Aggregate planning is the process of developing, analyzing, and maintaining a preliminary, approximate schedule of the overall operations of an organization. The aggregate plan generally contains targeted sales forecasts, production levels, inventory levels, and customer backlogs. This schedule is intended to satisfy the demand forecast at a minimum cost. Properly done, aggregate planning should minimize the effects of shortsighted, day-to-day scheduling, in which small amounts of material may be ordered one week, with an accompanying layoff of workers, followed by ordering larger amounts and rehiring workers the next week. This longer-term perspective on resource use can help minimize short-term requirements changes with a resulting cost savings.

In simple terms, aggregate planning is an attempt to balance capacity and demand in such a way that costs are minimized. The term “aggregate” is used because planning at this level includes all resources “in the aggregate;” for example, as a product line or family. Aggregate resources could be total number of workers, hours of machine time, or tons of raw materials. Aggregate units of output could include gallons, feet, pounds of output, as well as aggregate units appearing in service industries such as hours of service delivered, number of patients seen, etc.

Aggregate planning does not distinguish among sizes, colors, features, and so forth. For example, with automobile manufacturing, aggregate planning would consider the total number of cars planned for not the individual models, colors, or options. When units of aggregation are difficult to determine (for example, when the variation in output is extreme) equivalent units are usually determined. These equivalent units could be based on value, cost, worker hours, or some similar measure.

Aggregate planning is considered to be intermediate-term (as opposed to long- or short-term) in nature. Hence, most aggregate plans cover a period of three to 18 months. Aggregate plans serve as a foundation for future short-range type planning, such as production scheduling, sequencing, and loading. The master production schedule (MPS) used in material requirements planning (MRP) has been described as the aggregate plan “disaggregated.”

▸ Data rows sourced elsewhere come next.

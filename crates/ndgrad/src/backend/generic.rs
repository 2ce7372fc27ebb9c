//! Generic (naive loop-based) backend implementation.

use crate::backend::PermutationBackend;
use crate::scalar::Element;
use crate::strides::next_index;
use crate::tensor::Tensor;

/// Generic backend using naive loop-based implementations.
pub struct GenericBackend;

impl PermutationBackend for GenericBackend {
    fn permute_into<ElT: Element>(dest: &mut Tensor<ElT>, src: &Tensor<ElT>, perm: &[usize]) {
        if dest.is_empty() {
            return;
        }
        // Walk the destination in order and read the source through permuted strides.
        let dest_shape = dest.shape().to_vec();
        let src_strides: Vec<usize> = perm.iter().map(|&p| src.strides()[p]).collect();
        let src_data = src.data();
        let out = dest.data_mut();

        let mut index = vec![0; dest_shape.len()];
        let mut offset = 0usize;
        let mut linear = 0usize;
        loop {
            out[linear] = src_data[offset];
            linear += 1;
            if !next_index(&mut index, &dest_shape) {
                break;
            }
            offset = index.iter().zip(&src_strides).map(|(&i, &s)| i * s).sum();
        }
    }
}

Steps taken to produce an aggregate plan begin with the determination of demand and the determination of current capacity. Capacity is expressed as total number of units per time period that can be produced (this requires that an average number of units be computed since the total may include a product mix utilizing distinctly different production times). Demand is expressed as total number of units needed. If the two are not in balance (equal), the firm must decide whether to increase or decrease capacity to meet demand or increase or decrease demand to meet capacity. In order to accomplish this, a number of options are available.

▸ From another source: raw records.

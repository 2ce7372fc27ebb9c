//! Dense storage for tensor data.

use std::sync::Arc;

use crate::scalar::Element;

/// Contiguous row-major elements behind a shared, copy-on-write buffer.
///
/// Cloning is O(1) and yields a view of the same buffer; the first mutation
/// through a shared handle copies the buffer so other views never change.
#[derive(Debug, Clone, PartialEq)]
pub struct Dense<ElT: Element> {
    data: Arc<Vec<ElT>>,
}

impl<ElT: Element> Dense<ElT> {
    /// Create dense storage with given length, default-initialized.
    pub fn zeros(len: usize) -> Self {
        Self::from_vec(vec![ElT::default(); len])
    }

    /// Create dense storage from existing vector (takes ownership).
    pub fn from_vec(data: Vec<ElT>) -> Self {
        Self {
            data: Arc::new(data),
        }
    }

    #[inline]
    pub fn len(&self) -> usize {
        self.data.len()
    }

    #[inline]
    pub fn is_empty(&self) -> bool {
        self.data.is_empty()
    }

    #[inline]
    pub fn as_slice(&self) -> &[ElT] {
        &self.data
    }

    /// Mutable access; copies the buffer first if it is shared.
    #[inline]
    pub fn as_mut_slice(&mut self) -> &mut [ElT] {
        Arc::make_mut(&mut self.data).as_mut_slice()
    }

    /// Create a view of the same underlying data.
    #[inline]
    pub fn view(&self) -> Self {
        Self {
            data: Arc::clone(&self.data),
        }
    }

    /// Returns true if both handles point at the same buffer.
    #[inline]
    pub fn shares_storage_with(&self, other: &Self) -> bool {
        Arc::ptr_eq(&self.data, &other.data)
    }

    /// Returns true if another handle references this buffer.
    #[inline]
    pub fn is_shared(&self) -> bool {
        Arc::strong_count(&self.data) > 1
    }

    /// Take the elements out, copying only if the buffer is shared.
    pub fn into_vec(self) -> Vec<ElT> {
        Arc::try_unwrap(self.data).unwrap_or_else(|shared| shared.as_ref().clone())
    }
}

impl<ElT: Element> std::ops::Index<usize> for Dense<ElT> {
    type Output = ElT;

    #[inline]
    fn index(&self, i: usize) -> &ElT {
        &self.data[i]
    }
}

Options for situations in which demand needs to be increased in order to match capacity include:

  1. Varying pricing to increase demand in periods when demand is less than peak. For example, matinee prices for movie theaters, off-season rates for hotels, weekend rates for telephone service, and pricing for items that experience seasonal demand.
  2. Advertising, direct marketing, and other forms of promotion are used to shift demand.
  3. Back ordering. By postponing delivery on current orders demand is shifted to period when capacity is not fully utilized. This is really just a form of smoothing demand. Service industries are able to smooth demand by taking reservations or by making appointments in an attempt to avoid walk-in customers. Some refer to this as “partitioning” demand.
  4. New demand creation. A new, but complementary demand is created for a product or service. When restaurant customers have to wait, they are frequently diverted into a complementary (but not complimentary) service, the bar. Other examples include the addition of video arcades within movie theaters, and the expansion of services at convenience stores.

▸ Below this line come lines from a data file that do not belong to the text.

//! Gradients of elementwise math functions.
//!
//! Each rule multiplies the upstream gradient by the local derivative,
//! written in terms of whichever of input or output is cheaper.

use std::f64::consts::FRAC_2_SQRT_PI;

use crate::error::VjpError;
use crate::operations as ops;
use crate::scalar::{Element, Scalar};
use crate::tensor::Tensor;
use crate::vjp::promote::with_promotion;
use crate::vjp::slot::GradSlot;

/// `d|x| = sign(x) * grad_output`.
pub fn abs_vjp<T: Scalar>(
    x: &Tensor<T>,
    grad_output: &Tensor<T>,
    grad_x: &mut GradSlot<T>,
) -> Result<(), VjpError> {
    if grad_x.is_requested() {
        grad_x.write(ops::mul(grad_output, &ops::sign(x))?);
    }
    Ok(())
}

pub fn sin_vjp<T: Scalar>(
    x: &Tensor<T>,
    grad_output: &Tensor<T>,
    grad_x: &mut GradSlot<T>,
) -> Result<(), VjpError> {
    if grad_x.is_requested() {
        grad_x.write(ops::mul(&ops::cos(x), grad_output)?);
    }
    Ok(())
}

pub fn cos_vjp<T: Scalar>(
    x: &Tensor<T>,
    grad_output: &Tensor<T>,
    grad_x: &mut GradSlot<T>,
) -> Result<(), VjpError> {
    if grad_x.is_requested() {
        grad_x.write(ops::mul(&ops::neg(&ops::sin(x)), grad_output)?);
    }
    Ok(())
}

/// `d exp(x) = out * grad_output`, computed in the promoted type.
pub fn exp_vjp<T: Scalar>(
    out: &Tensor<T>,
    grad_output: &Tensor<T>,
    grad_x: &mut GradSlot<T>,
) -> Result<(), VjpError> {
    if grad_x.is_requested() {
        let grad = with_promotion("exp_vjp", [out, grad_output], |[out, grad_output]| {
            Ok(ops::mul(&grad_output, &out)?)
        })?;
        grad_x.write(grad);
    }
    Ok(())
}

pub fn log_vjp<T: Scalar>(
    x: &Tensor<T>,
    grad_output: &Tensor<T>,
    grad_x: &mut GradSlot<T>,
) -> Result<(), VjpError> {
    if grad_x.is_requested() {
        grad_x.write(ops::div(grad_output, x)?);
    }
    Ok(())
}

/// `d sqrt(x) = 0.5 / out * grad_output`.
pub fn sqrt_vjp<T: Scalar>(
    out: &Tensor<T>,
    grad_output: &Tensor<T>,
    grad_x: &mut GradSlot<T>,
) -> Result<(), VjpError> {
    if grad_x.is_requested() {
        grad_x.write(ops::div(&ops::scale(grad_output, 0.5, 0.0), out)?);
    }
    Ok(())
}

/// `d tanh(x) = (1 - out^2) * grad_output`.
pub fn tanh_vjp<T: Scalar>(
    out: &Tensor<T>,
    grad_output: &Tensor<T>,
    grad_x: &mut GradSlot<T>,
) -> Result<(), VjpError> {
    if grad_x.is_requested() {
        let local = ops::scale(&ops::mul(out, out)?, -1.0, 1.0);
        grad_x.write(ops::mul(grad_output, &local)?);
    }
    Ok(())
}

/// `d erf(x) = 2/sqrt(pi) * exp(-x^2) * grad_output`.
pub fn erf_vjp<T: Scalar>(
    x: &Tensor<T>,
    grad_output: &Tensor<T>,
    grad_x: &mut GradSlot<T>,
) -> Result<(), VjpError> {
    if grad_x.is_requested() {
        let local = ops::exp(&ops::scale(&ops::mul(x, x)?, -1.0, 0.0));
        grad_x.write(ops::mul(grad_output, &ops::scale(&local, FRAC_2_SQRT_PI, 0.0))?);
    }
    Ok(())
}

/// `floor` is piecewise constant; its gradient is zero.
pub fn floor_vjp<T: Scalar>(
    grad_output: &Tensor<T>,
    grad_x: &mut GradSlot<T>,
) -> Result<(), VjpError> {
    if grad_x.is_requested() {
        grad_x.write(ops::zeros_like(grad_output));
    }
    Ok(())
}

/// Identity: the upstream gradient is passed through without a copy.
pub fn assign_vjp<T: Scalar>(
    grad_output: &Tensor<T>,
    grad_x: &mut GradSlot<T>,
) -> Result<(), VjpError> {
    if grad_x.is_requested() {
        grad_x.write(grad_output.clone());
    }
    Ok(())
}

/// Cast the upstream gradient back to the input's element type.
pub fn cast_vjp<T: Element, U: Element>(
    grad_output: &Tensor<U>,
    grad_x: &mut GradSlot<T>,
) -> Result<(), VjpError> {
    if grad_x.is_requested() {
        grad_x.write(ops::cast(grad_output));
    }
    Ok(())
}

#[cfg(test)]
mod tests {
    use super::*;
    use approx::assert_relative_eq;
    use half::f16;

    fn run<T: Scalar>(rule: impl FnOnce(&mut GradSlot<T>) -> Result<(), VjpError>) -> Tensor<T> {
        let mut slot = GradSlot::requested();
        rule(&mut slot).unwrap();
        slot.into_inner().unwrap()
    }

    #[test]
    fn test_sin_cos() {
        let x = Tensor::from_vec(vec![0.0, 1.0], &[2]).unwrap();
        let g = Tensor::from_vec(vec![2.0, 2.0], &[2]).unwrap();
        let ds = run(|s| sin_vjp(&x, &g, s));
        assert_relative_eq!(ds.data()[0], 2.0);
        assert_relative_eq!(ds.data()[1], 2.0 * 1.0f64.cos());
        let dc = run(|s| cos_vjp(&x, &g, s));
        assert_relative_eq!(dc.data()[1], -2.0 * 1.0f64.sin());
    }

    #[test]
    fn test_abs_at_zero_is_zero() {
        let x = Tensor::from_vec(vec![-2.0, 0.0, 3.0], &[3]).unwrap();
        let g = Tensor::ones(&[3]);
        assert_eq!(run(|s| abs_vjp(&x, &g, s)).data(), &[-1.0, 0.0, 1.0]);
    }

    #[test]
    fn test_exp_half_precision() {
        let out = Tensor::from_vec(vec![f16::from_f32(2.5)], &[1]).unwrap();
        let g = Tensor::from_vec(vec![f16::from_f32(2.0)], &[1]).unwrap();
        let dx = run(|s| exp_vjp(&out, &g, s));
        assert_eq!(dx.data(), &[f16::from_f32(5.0)]);
    }

    #[test]
    fn test_sqrt_tanh_log() {
        let g = Tensor::from_vec(vec![1.0], &[1]).unwrap();
        let out = Tensor::from_vec(vec![2.0], &[1]).unwrap();
        assert_relative_eq!(run(|s| sqrt_vjp(&out, &g, s)).data()[0], 0.25);
        let t = Tensor::from_vec(vec![0.5], &[1]).unwrap();
        assert_relative_eq!(run(|s| tanh_vjp(&t, &g, s)).data()[0], 0.75);
        let x = Tensor::from_vec(vec![4.0], &[1]).unwrap();
        assert_relative_eq!(run(|s| log_vjp(&x, &g, s)).data()[0], 0.25);
    }

    #[test]
    fn test_erf_at_zero() {
        let x = Tensor::from_vec(vec![0.0], &[1]).unwrap();
        let g = Tensor::from_vec(vec![1.0], &[1]).unwrap();
        assert_relative_eq!(run(|s| erf_vjp(&x, &g, s)).data()[0], FRAC_2_SQRT_PI);
    }

    #[test]
    fn test_floor_assign_cast() {
        let g = Tensor::from_vec(vec![1.5f32, -2.0], &[2]).unwrap();
        assert_eq!(run(|s| floor_vjp(&g, s)).data(), &[0.0, 0.0]);

        let passed = run(|s| assign_vjp(&g, s));
        assert!(passed.shares_storage_with(&g));

        let widened: Tensor<f64> = run(|s| cast_vjp(&g, s));
        assert_eq!(widened.data(), &[1.5, -2.0]);
    }

    #[test]
    fn test_skipped_slot_stays_empty() {
        let x = Tensor::from_vec(vec![1.0], &[1]).unwrap();
        let mut slot = GradSlot::skipped();
        sin_vjp(&x, &x, &mut slot).unwrap();
        assert!(!slot.is_written());
    }
}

Options which can be used to increase or decrease capacity to match current demand include:

  1. Hire/lay off. By hiring additional workers as needed or by laying off workers not currently required to meet demand, firms can maintain a balance between capacity and demand.
  2. By asking or requiring workers to work extra hours a day or an extra day per week, firms can create a temporary increase in capacity without the added expense of hiring additional workers.
  3. Part-time or casual labor. By utilizing temporary workers or casual labor (workers who are considered permanent but only work when needed, on an on-call basis, and typically without the benefits given to full-time workers).
  4. Finished-goods inventory can be built up in periods of slack demand and then used to fill demand during periods of high demand. In this way no new workers have to be hired, no temporary or casual labor is needed, and no overtime is incurred.
  5. Frequently firms choose to allow another manufacturer or service provider to provide the product or service to the subcontracting firm’s customers. By subcontracting work to an alternative source, additional capacity is temporarily obtained.
  6. Cross-training. Cross-trained employees may be able to perform tasks in several operations, creating some flexibility when scheduling capacity.
  7. Other methods. While varying workforce size and utilization, inventory buildup/backlogging, and subcontracting are well-known alternatives, there are other, more novel ways that find use in industry. Among these options are sharing employees with counter-cyclical companies and attempting to find interesting and meaningful projects for employees to do during slack times.